Joel P. Walker (October 3, 1840 – January 3, 1898) was an American politician and lawyer. He was a Democratic member of the Mississippi State Senate from 1884 to 1892, serving as its President Pro Tempore in 1888, and of the Mississippi House of Representatives from 1865 to 1867, representing Lauderdale County, Mississippi.

== Early life ==
Joel P. Walker was born October 3, 1840, in Lauderdale County, Mississippi. He was the son of John R. Walker and his wife, Martha A. (Felton) Walker. John R. Walker was a large-scale slaveowner who served in the North Carolina General Assembly and then moved to Mississippi alongside his brother (also named Joel P.) in 1836.

The younger Joel P. Walker was the eldest of John R. and Martha Walker's 6 sons and 6 daughters. Joel grew up on a farm and attended the public schools. In 1858, Walker began attending the University of North Carolina at Chapel Hill, where he studied law.

== Military career ==
After the attack on Fort Sumter and the start of the American Civil War, Walker returned home to Lauderdale County where he joined the infantry in the Confederate States Army. Walker fought at the Battle of Ball's Bluff, at which Walker's lieutenant was killed and Walker was promoted to replace him. Walker was then promoted to captain in order for him to recruit a new company of soldiers. However, Walker's position became unnecessary due to legally obligated conscriptions from the Confederate Conscription Acts of 1862–1864, leaving Walker without a unit.

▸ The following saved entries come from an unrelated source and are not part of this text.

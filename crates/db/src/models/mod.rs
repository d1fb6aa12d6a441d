//! Row models and insert DTOs.

pub mod alert;
pub mod email_log;
pub mod user;
pub mod vehicle;
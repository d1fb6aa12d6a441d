use axum::http::StatusCode;
use axum::response::{IntoResponse, Response};
use fleetwatch_core::error::CoreError;
use fleetwatch_events::{NotifyError, StoreError};
use serde_json::json;

/// Application-level error type for HTTP handlers.
///
/// Implements [`IntoResponse`] to produce consistent `{ "error", "code" }`
/// JSON bodies.
#[derive(Debug, thiserror::Error)]
pub enum AppError {
    #[error(transparent)]
    Core(#[from] CoreError),

    /// A failure from the alert store or a feed operation.
    #[error(transparent)]
    Store(#[from] StoreError),

    #[error(transparent)]
    Notify(#[from] NotifyError),

    #[error("Bad request: {0}")]
    BadRequest(String),

    #[error("Internal error: {0}")]
    InternalError(String),
}

/// Convenience type alias for handler return values.
pub type AppResult<T> = Result<T, AppError>;

impl IntoResponse for AppError {
    fn into_response(self) -> Response {
        let (status, code, message) = match &self {
            AppError::Core(core) => match core {
                CoreError::Validation(msg) => {
                    (StatusCode::BAD_REQUEST, "VALIDATION_ERROR", msg.clone())
                }
                CoreError::Unauthorized(msg) => {
                    (StatusCode::UNAUTHORIZED, "UNAUTHORIZED", msg.clone())
                }
                CoreError::Forbidden(msg) => (StatusCode::FORBIDDEN, "FORBIDDEN", msg.clone()),
            },

            AppError::Store(err) => classify_store_error(err),

            AppError::Notify(NotifyError::Validation(msg)) => {
                (StatusCode::BAD_REQUEST, "VALIDATION_ERROR", msg.clone())
            }
            AppError::Notify(NotifyError::Store(err)) => classify_store_error(err),

            AppError::BadRequest(msg) => (StatusCode::BAD_REQUEST, "BAD_REQUEST", msg.clone()),
            AppError::InternalError(msg) => internal(msg),
        };

        let body = json!({
            "error": message,
            "code": code,
        });

        (status, axum::Json(body)).into_response()
    }
}

/// Map a store failure to an HTTP status, error code and message.
///
/// - `NotFound` maps to 404, `NotOwner` to 403.
/// - `UnknownRecipient` maps to 400.
/// - `Unavailable` maps to 503 so clients know a retry may succeed.
/// - Anything else maps to 500 with a sanitized message.
fn classify_store_error(err: &StoreError) -> (StatusCode, &'static str, String) {
    match err {
        StoreError::NotFound(id) => (
            StatusCode::NOT_FOUND,
            "NOT_FOUND",
            format!("Alert with id {id} not found"),
        ),
        StoreError::NotOwner { .. } => (
            StatusCode::FORBIDDEN,
            "FORBIDDEN",
            "Alert belongs to another user".to_string(),
        ),
        StoreError::UnknownRecipient(id) => (
            StatusCode::BAD_REQUEST,
            "VALIDATION_ERROR",
            format!("Recipient {id} does not exist"),
        ),
        StoreError::Unavailable(msg) => unavailable(msg),
        other => internal(&other.to_string()),
    }
}

fn unavailable(detail: &str) -> (StatusCode, &'static str, String) {
    tracing::warn!(error = %detail, "Datastore unavailable");
    (
        StatusCode::SERVICE_UNAVAILABLE,
        "UNAVAILABLE",
        "Service temporarily unavailable, retry later".to_string(),
    )
}

fn internal(detail: &str) -> (StatusCode, &'static str, String) {
    tracing::error!(error = %detail, "Internal error");
    (
        StatusCode::INTERNAL_SERVER_ERROR,
        "INTERNAL_ERROR",
        "An internal error occurred".to_string(),
    )
}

Walker then joined the Second Mississippi Cavalry and was elected his company's Second Lieutenant. Walker was captured alongside most of his company at Oxford, Mississippi. He was taken to a variety of prisoner of war camps. He was first sent to Alton, Illinois, then Camp Chase, and finally to Baltimore, where he stayed for four months until a prisoner exchange in Petersburg. After being released, Walker rejoined his unit in Spring Hill, Tennessee, and served under Generals Frank Crawford Armstrong and Nathan Bedford Forrest until the end of the war.

== Political career ==
After the war ended, Walker was elected to represent Lauderdale County in the Mississippi House of Representatives, and served for three sessions between 1865 and 1867. Walker was the second-youngest member of the Mississippi Legislature during these terms.

After his terms in the House ended, Walker was admitted to the bar in February 1867 and began practicing law in Meridian, Mississippi. Governor James L. Alcorn appointed Walker to the office of District Attorney.

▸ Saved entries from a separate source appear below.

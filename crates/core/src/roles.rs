//! Well-known role name constants.
//!
//! These must match the `users.role` values written by the account
//! management screens.

pub const ROLE_ADMIN: &str = "admin";
pub const ROLE_MANAGER: &str = "manager";
pub const ROLE_EMPLOYEE: &str = "employee";

/// Roles that receive a `request_created` alert for every new request.
pub const REQUEST_REVIEWER_ROLES: [&str; 2] = [ROLE_MANAGER, ROLE_ADMIN];

/// Whether the role may trigger fleet-wide operations such as a manual
/// expiry scan.
pub fn is_staff(role: &str) -> bool {
    REQUEST_REVIEWER_ROLES.contains(&role)
}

In 1883, Walker was elected to represent the 20th District as a Democrat in the Mississippi State Senate for a four-year term lasting from January 8, 1884, to January 3, 1888. In 1886, Walker was heavily considered as a frontrunner for the Democratic nomination for Governor of Mississippi, but Walker withdrew before the nominating convention. In 1887, Walker was re-elected to represent the same district for the 1888–1892 term. On the first day of the Senate term on January 3, 1888, Walker was nominated for and then elected to be the Senate's President pro tempore, defeating Senator F. M. Boone in a 25–10 vote. In the 1890 session (on January 7, 1890), Walker nominated Robert A. Dean to be the President Pro Tempore for the session, and Dean was elected. Walker's Senate term ended on January 5, 1892, and he was replaced in the 20th District by E. N. Scudder.

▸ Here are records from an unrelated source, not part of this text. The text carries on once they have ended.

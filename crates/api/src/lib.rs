//! Fleetwatch API server library.
//!
//! Exposes the building blocks (config, state, error handling, routes,
//! WebSocket feed, background jobs) so integration tests and the binary
//! entrypoint can both access them.

pub mod auth;
pub mod background;
pub mod config;
pub mod error;
pub mod handlers;
pub mod middleware;
pub mod response;
pub mod router;
pub mod routes;
pub mod state;
pub mod ws;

After Walker left the Senate, he continued his law career as the senior member of the Walker and Hall law firm. The firm were the official attorneys for the Meridian National Bank.

On January 3, 1898, Walker died at 8 PM at his home in Meridian, after "an illness of several weeks".

== Personal life ==
Walker was a member of the Knights of Honor and was a Freemason. He was a member of the Episcopalian Church. Walker married Mary Johnson in 1867, but she died after 11 months after the marriage. They had one daughter together, who married E. C. Williams. On April 4, 1871, Walker married Sallie Reynolds. They had five children together: Joseph P., Hallie C., Wallace R., Paton E., and Sallie R.